For the entries below, the expected answer is the line with "channel violation while", the line with "the host-absent-equivalent presentation.", and every line between them, exactly as written, and nothing more.

---*---

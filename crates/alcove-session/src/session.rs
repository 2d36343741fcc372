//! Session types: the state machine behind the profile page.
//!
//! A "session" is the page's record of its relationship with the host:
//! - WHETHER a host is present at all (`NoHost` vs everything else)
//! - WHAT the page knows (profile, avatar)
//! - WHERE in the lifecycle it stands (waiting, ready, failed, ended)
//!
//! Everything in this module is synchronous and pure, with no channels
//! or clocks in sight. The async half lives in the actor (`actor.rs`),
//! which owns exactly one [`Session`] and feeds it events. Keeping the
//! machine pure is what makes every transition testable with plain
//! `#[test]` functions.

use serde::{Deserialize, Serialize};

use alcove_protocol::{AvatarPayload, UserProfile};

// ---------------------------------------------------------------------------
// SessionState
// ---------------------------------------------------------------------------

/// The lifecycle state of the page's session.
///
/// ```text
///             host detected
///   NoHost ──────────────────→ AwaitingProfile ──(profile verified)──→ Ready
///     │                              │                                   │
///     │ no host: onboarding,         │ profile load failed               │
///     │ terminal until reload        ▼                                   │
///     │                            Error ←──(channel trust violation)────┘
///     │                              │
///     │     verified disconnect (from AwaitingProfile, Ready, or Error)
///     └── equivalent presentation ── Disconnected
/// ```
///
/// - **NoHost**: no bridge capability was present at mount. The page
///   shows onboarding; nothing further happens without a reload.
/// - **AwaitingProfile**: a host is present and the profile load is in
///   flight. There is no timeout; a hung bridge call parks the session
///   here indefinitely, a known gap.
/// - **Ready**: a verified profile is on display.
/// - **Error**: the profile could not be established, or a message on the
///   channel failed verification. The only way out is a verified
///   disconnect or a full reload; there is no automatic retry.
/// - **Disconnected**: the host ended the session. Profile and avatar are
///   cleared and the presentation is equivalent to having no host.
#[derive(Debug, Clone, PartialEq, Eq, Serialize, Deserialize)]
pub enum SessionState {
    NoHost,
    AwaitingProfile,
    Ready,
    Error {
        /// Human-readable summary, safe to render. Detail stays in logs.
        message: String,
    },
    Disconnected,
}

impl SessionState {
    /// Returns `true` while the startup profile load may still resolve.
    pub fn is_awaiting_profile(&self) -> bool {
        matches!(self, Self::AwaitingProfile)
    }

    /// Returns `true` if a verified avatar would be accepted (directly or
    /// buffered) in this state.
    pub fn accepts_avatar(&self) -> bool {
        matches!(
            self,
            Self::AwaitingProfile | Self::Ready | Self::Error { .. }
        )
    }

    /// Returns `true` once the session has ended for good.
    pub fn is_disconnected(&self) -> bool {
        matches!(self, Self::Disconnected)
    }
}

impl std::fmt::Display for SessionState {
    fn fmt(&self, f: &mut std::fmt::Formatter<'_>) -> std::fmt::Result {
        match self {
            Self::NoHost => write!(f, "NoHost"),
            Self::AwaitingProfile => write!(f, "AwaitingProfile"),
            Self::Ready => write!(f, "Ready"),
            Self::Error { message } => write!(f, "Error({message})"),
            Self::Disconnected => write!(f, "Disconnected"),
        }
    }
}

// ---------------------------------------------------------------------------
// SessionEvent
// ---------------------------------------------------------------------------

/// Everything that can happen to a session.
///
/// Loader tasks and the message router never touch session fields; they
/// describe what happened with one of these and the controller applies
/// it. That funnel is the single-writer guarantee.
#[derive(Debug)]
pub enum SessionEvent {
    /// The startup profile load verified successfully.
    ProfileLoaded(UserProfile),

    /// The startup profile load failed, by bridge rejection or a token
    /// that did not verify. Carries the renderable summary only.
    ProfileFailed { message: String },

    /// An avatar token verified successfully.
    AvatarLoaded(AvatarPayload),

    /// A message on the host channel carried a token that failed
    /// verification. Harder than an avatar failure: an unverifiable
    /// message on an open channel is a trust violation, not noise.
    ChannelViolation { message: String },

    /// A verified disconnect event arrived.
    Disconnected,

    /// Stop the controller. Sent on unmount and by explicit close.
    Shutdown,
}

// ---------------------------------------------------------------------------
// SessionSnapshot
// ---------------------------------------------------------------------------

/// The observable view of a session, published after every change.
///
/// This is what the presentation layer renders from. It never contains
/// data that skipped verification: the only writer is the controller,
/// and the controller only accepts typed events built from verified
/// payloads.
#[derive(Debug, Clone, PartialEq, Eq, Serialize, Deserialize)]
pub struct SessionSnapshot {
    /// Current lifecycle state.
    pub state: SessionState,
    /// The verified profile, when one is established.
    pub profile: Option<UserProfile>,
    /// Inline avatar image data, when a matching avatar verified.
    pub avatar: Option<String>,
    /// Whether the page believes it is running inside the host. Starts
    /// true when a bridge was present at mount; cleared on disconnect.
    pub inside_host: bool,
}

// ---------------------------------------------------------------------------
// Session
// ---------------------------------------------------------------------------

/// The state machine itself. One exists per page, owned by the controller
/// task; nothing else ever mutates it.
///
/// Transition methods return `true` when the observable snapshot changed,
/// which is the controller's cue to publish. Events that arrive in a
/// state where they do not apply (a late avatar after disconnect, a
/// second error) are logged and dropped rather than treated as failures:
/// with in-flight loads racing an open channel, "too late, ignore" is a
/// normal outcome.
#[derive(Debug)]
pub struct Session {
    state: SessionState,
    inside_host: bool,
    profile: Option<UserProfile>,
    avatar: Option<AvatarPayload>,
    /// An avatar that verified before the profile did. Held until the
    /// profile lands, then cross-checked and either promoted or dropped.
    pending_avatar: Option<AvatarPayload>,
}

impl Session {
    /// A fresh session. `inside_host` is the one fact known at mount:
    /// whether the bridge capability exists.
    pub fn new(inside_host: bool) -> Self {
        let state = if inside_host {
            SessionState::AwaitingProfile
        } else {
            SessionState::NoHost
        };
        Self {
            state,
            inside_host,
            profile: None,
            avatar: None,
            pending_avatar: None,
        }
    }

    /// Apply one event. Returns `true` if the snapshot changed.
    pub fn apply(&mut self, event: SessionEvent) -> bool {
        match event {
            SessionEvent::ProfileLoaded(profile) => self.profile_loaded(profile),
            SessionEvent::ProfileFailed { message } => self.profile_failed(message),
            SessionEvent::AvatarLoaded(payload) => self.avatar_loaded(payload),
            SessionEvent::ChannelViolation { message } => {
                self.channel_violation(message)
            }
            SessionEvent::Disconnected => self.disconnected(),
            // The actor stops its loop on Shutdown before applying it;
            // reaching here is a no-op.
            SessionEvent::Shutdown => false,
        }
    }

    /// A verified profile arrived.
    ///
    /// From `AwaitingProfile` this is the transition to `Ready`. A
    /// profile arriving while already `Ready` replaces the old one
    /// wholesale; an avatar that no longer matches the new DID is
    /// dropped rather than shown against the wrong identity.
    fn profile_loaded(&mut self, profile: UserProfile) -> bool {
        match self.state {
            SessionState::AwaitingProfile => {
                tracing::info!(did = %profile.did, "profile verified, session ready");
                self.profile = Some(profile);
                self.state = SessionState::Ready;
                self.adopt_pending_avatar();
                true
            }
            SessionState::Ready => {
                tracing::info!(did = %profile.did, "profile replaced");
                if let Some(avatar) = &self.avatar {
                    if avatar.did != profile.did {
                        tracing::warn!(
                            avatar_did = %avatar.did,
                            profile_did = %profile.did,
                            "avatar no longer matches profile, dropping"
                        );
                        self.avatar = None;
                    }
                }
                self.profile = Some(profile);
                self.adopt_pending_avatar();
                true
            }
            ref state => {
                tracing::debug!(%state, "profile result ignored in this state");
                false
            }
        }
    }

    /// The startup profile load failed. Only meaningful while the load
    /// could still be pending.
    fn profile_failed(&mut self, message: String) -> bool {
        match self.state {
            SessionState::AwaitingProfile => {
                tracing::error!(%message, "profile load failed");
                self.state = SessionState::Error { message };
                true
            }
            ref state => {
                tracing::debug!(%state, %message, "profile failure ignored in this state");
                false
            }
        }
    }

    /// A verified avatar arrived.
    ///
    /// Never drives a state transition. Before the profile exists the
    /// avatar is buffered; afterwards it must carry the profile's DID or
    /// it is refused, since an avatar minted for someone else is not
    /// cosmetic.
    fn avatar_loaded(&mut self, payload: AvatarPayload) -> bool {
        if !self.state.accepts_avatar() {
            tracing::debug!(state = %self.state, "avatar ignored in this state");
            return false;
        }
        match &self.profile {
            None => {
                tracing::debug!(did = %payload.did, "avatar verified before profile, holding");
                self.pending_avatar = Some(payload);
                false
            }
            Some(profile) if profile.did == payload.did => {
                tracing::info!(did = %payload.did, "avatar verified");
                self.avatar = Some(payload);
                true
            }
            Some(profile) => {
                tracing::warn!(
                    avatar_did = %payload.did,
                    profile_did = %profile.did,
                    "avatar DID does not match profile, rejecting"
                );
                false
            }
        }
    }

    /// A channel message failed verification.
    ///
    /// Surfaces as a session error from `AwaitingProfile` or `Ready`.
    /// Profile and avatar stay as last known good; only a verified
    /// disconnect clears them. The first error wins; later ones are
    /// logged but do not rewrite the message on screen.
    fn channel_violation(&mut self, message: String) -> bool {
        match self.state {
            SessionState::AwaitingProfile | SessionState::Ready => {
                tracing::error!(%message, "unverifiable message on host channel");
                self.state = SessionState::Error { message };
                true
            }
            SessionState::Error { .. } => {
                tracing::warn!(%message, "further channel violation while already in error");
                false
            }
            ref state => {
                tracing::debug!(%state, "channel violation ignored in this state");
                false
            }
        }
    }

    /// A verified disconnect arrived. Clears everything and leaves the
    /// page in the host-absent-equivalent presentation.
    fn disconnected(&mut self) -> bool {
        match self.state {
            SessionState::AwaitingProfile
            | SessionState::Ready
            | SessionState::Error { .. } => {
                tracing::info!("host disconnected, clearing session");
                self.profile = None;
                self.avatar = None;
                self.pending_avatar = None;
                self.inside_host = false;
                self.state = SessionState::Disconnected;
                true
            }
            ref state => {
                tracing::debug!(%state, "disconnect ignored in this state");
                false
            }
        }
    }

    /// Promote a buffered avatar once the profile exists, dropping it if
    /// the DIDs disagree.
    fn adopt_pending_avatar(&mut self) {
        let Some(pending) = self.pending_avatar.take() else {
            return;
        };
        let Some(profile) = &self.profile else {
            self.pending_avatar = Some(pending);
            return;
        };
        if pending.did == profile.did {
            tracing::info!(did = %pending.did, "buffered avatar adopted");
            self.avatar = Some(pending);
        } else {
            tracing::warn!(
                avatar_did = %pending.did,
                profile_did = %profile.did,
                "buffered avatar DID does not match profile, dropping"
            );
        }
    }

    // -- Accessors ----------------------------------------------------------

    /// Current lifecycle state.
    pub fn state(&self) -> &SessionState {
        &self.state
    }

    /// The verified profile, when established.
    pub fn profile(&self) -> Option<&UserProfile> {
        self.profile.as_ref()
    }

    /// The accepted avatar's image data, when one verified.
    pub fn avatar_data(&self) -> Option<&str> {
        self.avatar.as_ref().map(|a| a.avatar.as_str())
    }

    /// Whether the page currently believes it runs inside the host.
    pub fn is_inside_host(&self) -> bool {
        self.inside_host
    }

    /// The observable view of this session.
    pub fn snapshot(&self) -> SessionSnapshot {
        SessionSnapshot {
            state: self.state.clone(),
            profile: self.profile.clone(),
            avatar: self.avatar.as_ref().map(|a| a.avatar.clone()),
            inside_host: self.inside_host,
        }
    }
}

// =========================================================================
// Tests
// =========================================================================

---*---

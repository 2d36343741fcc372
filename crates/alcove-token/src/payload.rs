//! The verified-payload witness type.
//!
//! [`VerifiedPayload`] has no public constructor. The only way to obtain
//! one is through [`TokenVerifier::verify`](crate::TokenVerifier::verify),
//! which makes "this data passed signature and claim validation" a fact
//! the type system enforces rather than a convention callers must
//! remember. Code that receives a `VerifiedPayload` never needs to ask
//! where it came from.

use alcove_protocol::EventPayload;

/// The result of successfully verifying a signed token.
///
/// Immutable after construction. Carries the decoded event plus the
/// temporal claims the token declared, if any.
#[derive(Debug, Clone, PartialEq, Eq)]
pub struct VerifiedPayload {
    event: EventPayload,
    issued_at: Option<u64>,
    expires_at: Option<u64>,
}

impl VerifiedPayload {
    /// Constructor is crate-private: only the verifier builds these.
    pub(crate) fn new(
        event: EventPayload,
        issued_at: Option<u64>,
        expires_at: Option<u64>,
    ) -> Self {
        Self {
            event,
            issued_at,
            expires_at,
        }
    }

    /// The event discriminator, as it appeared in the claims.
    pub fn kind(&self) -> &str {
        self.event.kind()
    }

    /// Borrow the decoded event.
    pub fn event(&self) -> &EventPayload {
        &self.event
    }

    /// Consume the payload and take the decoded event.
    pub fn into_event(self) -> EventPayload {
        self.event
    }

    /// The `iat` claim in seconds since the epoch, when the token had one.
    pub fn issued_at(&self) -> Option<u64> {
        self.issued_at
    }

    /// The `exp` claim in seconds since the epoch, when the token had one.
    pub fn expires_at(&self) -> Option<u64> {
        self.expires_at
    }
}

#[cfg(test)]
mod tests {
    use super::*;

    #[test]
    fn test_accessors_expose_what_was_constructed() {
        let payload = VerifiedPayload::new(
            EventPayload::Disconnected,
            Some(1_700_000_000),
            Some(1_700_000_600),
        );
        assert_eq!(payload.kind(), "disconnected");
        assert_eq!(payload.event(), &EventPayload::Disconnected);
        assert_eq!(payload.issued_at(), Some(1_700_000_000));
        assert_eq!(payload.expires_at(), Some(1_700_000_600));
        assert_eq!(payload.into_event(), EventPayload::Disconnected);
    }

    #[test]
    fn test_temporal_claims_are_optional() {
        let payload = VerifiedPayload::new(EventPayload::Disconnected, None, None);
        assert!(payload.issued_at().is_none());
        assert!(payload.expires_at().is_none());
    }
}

---*---

▸ TASK SOLUTION
                tracing::warn!(%message, "further channel violation while already in error");
                false
            }
            ref state => {
                tracing::debug!(%state, "channel violation ignored in this state");
                false
            }
        }
    }

    /// A verified disconnect arrived. Clears everything and leaves the
    /// page in the host-absent-equivalent presentation.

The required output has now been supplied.